Sofort stellt sich der Verdacht ein, beim Tod des eher schüchternen August-David Friedmann sei Eifersucht im Spiel. Weit gefehlt, wie die nicht ganz ungefährlichen Recherchen Danjelas im Zimmer des Toten und ein weiterer Mordfall beweisen. Denn nun deutet alles auf eine undurchsichtige Familientragödie hin, in die der Metzger durch vertrauensvolle Gespräche mit den Angehörigen und deren Nachbarschaft langsam Klarheit bringt. Die ist auch bitter nötig, da Raab immer wieder Kapitel einschiebt, in denen die Verwandten des Toten zu Wort kommen oder zur Tat schreiten, aber fast bis zum Schluss nicht eindeutig identifiziert werden können. Um die Verwirrung und Verstörung beim Leser komplett zu machen, lässt er denn auch gelegentlich zwei Haifische über ihr Leben im Aquarium der Kuranstalt plaudern.

Doch dieser Abstecher in die Gedankenwelt zweier ebenso gelangweilter wie genervter Meeresbewohner ist nur bedingt komisch. Wie auch Raabs Wortwitze schon mal tiefgründiger waren. Sätze wie „Halbwegs instand gesetzt betreten die beiden also den Gang und stoßen auf Betretenheit“ streifen den Kalauer nicht mehr nur. Überhaupt schwankt Raab in seinem dritten Roman etwas unsicher zwischen Tragödie und Komödie. Beides muss sich ja bekanntlich nicht ausschließen, sondern kann sich wunderbar ergänzen und verstärken. Aber hier diesmal leider nicht.

Keine Frage, der Autor hat über seine abgründig-aberwitzigen Betrachtungen hinaus auch literarische und philosophische Ambitionen. Wie sonst ließen sich Passagen erklären, in denen den Gefühlswallungen eines Todgeweihten und moralisch Verurteilten mit solch melodramatischen Sentenzen nachgespürt wird: „Es sind stille Tränen, ohne Gejammer, ohne Grimasse. Tränen, die keinen Trost erhoffen.“ Kurz darauf räsoniert Raab schließlich über die Unerbittlichkeit der Zeit und der Existenz. „Die Zeit lässt sich nicht unterdrücken, sie lässt sich nur untergraben, um in der aufgelockerten, gedüngten Erde immer wieder einen Anfang zu setzen. Es ist immer der Anfang, auf den alles hinausläuft. Das Wesen des Daseins beschreibt sich selbst, es geht immer weiter, selbst wenn der Mensch sich am Ende sieht“, heißt es da die Familientragödie vom Autor gedeutet.
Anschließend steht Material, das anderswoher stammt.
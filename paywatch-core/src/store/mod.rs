//! Storage capabilities used by the payment core.
//!
//! Each concern is its own trait so that components only depend on what
//! they touch. [`postgres::PgStore`] implements all of them on one pool;
//! [`memory::MemoryStore`] implements them in-process with the same
//! contracts.

pub mod memory;
pub mod postgres;

use crate::amount::ReservationKey;
use crate::entities::JobStatus;
use crate::entities::queue_jobs::{NewJob, QueueJob};
use crate::entities::receiving_address::ReceivingAddress;
use async_trait::async_trait;
use paywatch_sdk::objects::ChainType;
use rust_decimal::Decimal;
use std::time::Duration;
use thiserror::Error;
use time::OffsetDateTime;

pub use crate::entities::order_records::{NewOrder, OrderRecord, PaidOutcome};

#[derive(Debug, Error)]
pub enum StoreError {
    /// A live reservation already holds the key.
    #[error("reservation already held")]
    AlreadyReserved,

    #[error("duplicate external order id: {0}")]
    DuplicateOrder(String),

    #[error("record not found")]
    NotFound,

    #[error("database error: {0}")]
    Database(#[from] sqlx::Error),
}

/// Time-bounded exclusive reservations keyed by `address|amount|chain`.
#[async_trait]
pub trait LockStore: Send + Sync {
    /// First writer wins. Fails with [`StoreError::AlreadyReserved`] while
    /// a live entry holds the key; an expired entry is replaced.
    async fn reserve(
        &self,
        key: &ReservationKey,
        trade_id: &str,
        ttl: Duration,
    ) -> Result<(), StoreError>;

    /// Idempotent.
    async fn release(&self, key: &ReservationKey) -> Result<(), StoreError>;

    /// The trade id holding the key, if the reservation is live.
    async fn lookup(&self, key: &ReservationKey) -> Result<Option<String>, StoreError>;

    async fn exists(&self, key: &ReservationKey) -> Result<bool, StoreError> {
        Ok(self.lookup(key).await?.is_some())
    }

    async fn has_live_reservation(
        &self,
        address: &str,
        chain: ChainType,
    ) -> Result<bool, StoreError>;

    /// Drop expired entries. Returns how many were removed.
    async fn purge_expired(&self) -> Result<u64, StoreError>;
}

#[async_trait]
pub trait OrderStore: Send + Sync {
    /// Fails with [`StoreError::DuplicateOrder`] if the external id is taken.
    async fn insert_order(&self, order: NewOrder) -> Result<OrderRecord, StoreError>;

    async fn get_by_trade_id(&self, trade_id: &str) -> Result<Option<OrderRecord>, StoreError>;

    async fn get_by_external_id(
        &self,
        external_order_id: &str,
    ) -> Result<Option<OrderRecord>, StoreError>;

    /// Atomic tx-hash uniqueness check plus AwaitingPayment -> Paid.
    /// `follow_ups` are enqueued in the same commit, and only on `Paid`.
    async fn mark_paid(
        &self,
        trade_id: &str,
        tx_hash: &str,
        follow_ups: Vec<NewJob>,
    ) -> Result<PaidOutcome, StoreError>;

    /// AwaitingPayment -> Expired. `false` if the order was not awaiting payment.
    async fn mark_expired(&self, trade_id: &str) -> Result<bool, StoreError>;

    /// Only used to roll back a creation that could not be completed.
    async fn delete_order(&self, trade_id: &str) -> Result<(), StoreError>;

    async fn record_callback_attempt(
        &self,
        trade_id: &str,
        acknowledged: bool,
    ) -> Result<(), StoreError>;
}

#[async_trait]
pub trait AddressPool: Send + Sync {
    /// Enabled addresses of a chain in a stable order.
    async fn enabled_addresses(&self, chain: ChainType)
    -> Result<Vec<ReceivingAddress>, StoreError>;

    async fn upsert_address(
        &self,
        address: &str,
        chain: ChainType,
        remark: &str,
    ) -> Result<(), StoreError>;

    /// Soft enable/disable. `false` if the address is unknown.
    async fn set_enabled(
        &self,
        address: &str,
        chain: ChainType,
        enabled: bool,
    ) -> Result<bool, StoreError>;

    async fn update_balance(
        &self,
        address: &str,
        chain: ChainType,
        balance: Decimal,
    ) -> Result<bool, StoreError>;
}

#[async_trait]
pub trait JobStore: Send + Sync {
    async fn enqueue(&self, job: NewJob) -> Result<i64, StoreError>;

    /// Atomically move one due Pending job (oldest first) to Processing.
    async fn claim_next(
        &self,
        queue_name: &str,
        now: OffsetDateTime,
    ) -> Result<Option<QueueJob>, StoreError>;

    async fn complete(&self, id: i64) -> Result<(), StoreError>;

    /// Consume one retry. Returns the job's new status: Pending when it was
    /// rescheduled, Failed once `max_retry` is reached.
    async fn fail(&self, id: i64, backoff_unit: Duration) -> Result<JobStatus, StoreError>;

    async fn get_job(&self, id: i64) -> Result<Option<QueueJob>, StoreError>;

    async fn requeue_stale(&self, older_than: OffsetDateTime) -> Result<u64, StoreError>;

    async fn purge_finished(&self, older_than: OffsetDateTime) -> Result<u64, StoreError>;
}

/// Everything the payment core needs from storage.
pub trait PaymentStore: LockStore + OrderStore + AddressPool + JobStore + 'static {}

impl<T> PaymentStore for T where T: LockStore + OrderStore + AddressPool + JobStore + 'static {}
Es spricht für Raab, dass er das Kurleben amüsant aufs Korn nimmt und die Familientragödie nicht als Inzest-Drama inszeniert, sondern komplexere Abhängigkeits- und Liebesverhältnisse konstruiert. Freilich lebt auch seine Geschichte von den überkommenen Hierarchien im bäuerlichen Milieu, das zumindest im Falle der Familie Friedmann als extrem konservativ und intolerant geoutet wird. All das leuchtet Stadt- und Landmenschen ein. Doch das Auftreten des Restaurators als unfreiwilliger Detektiv könnte Raab künftig etwas glaubhafter motivieren. Vielleicht findet er dann auch die Balance zwischen Weisheit und Humor wieder, die seine ersten Romane so lesenwert macht.

Jörg von Bilavsky

Thomas Raab: Der Metzger geht fremd. Roman.
München: Piper Verlag 2009. 368 Seiten. 18,95 Euro.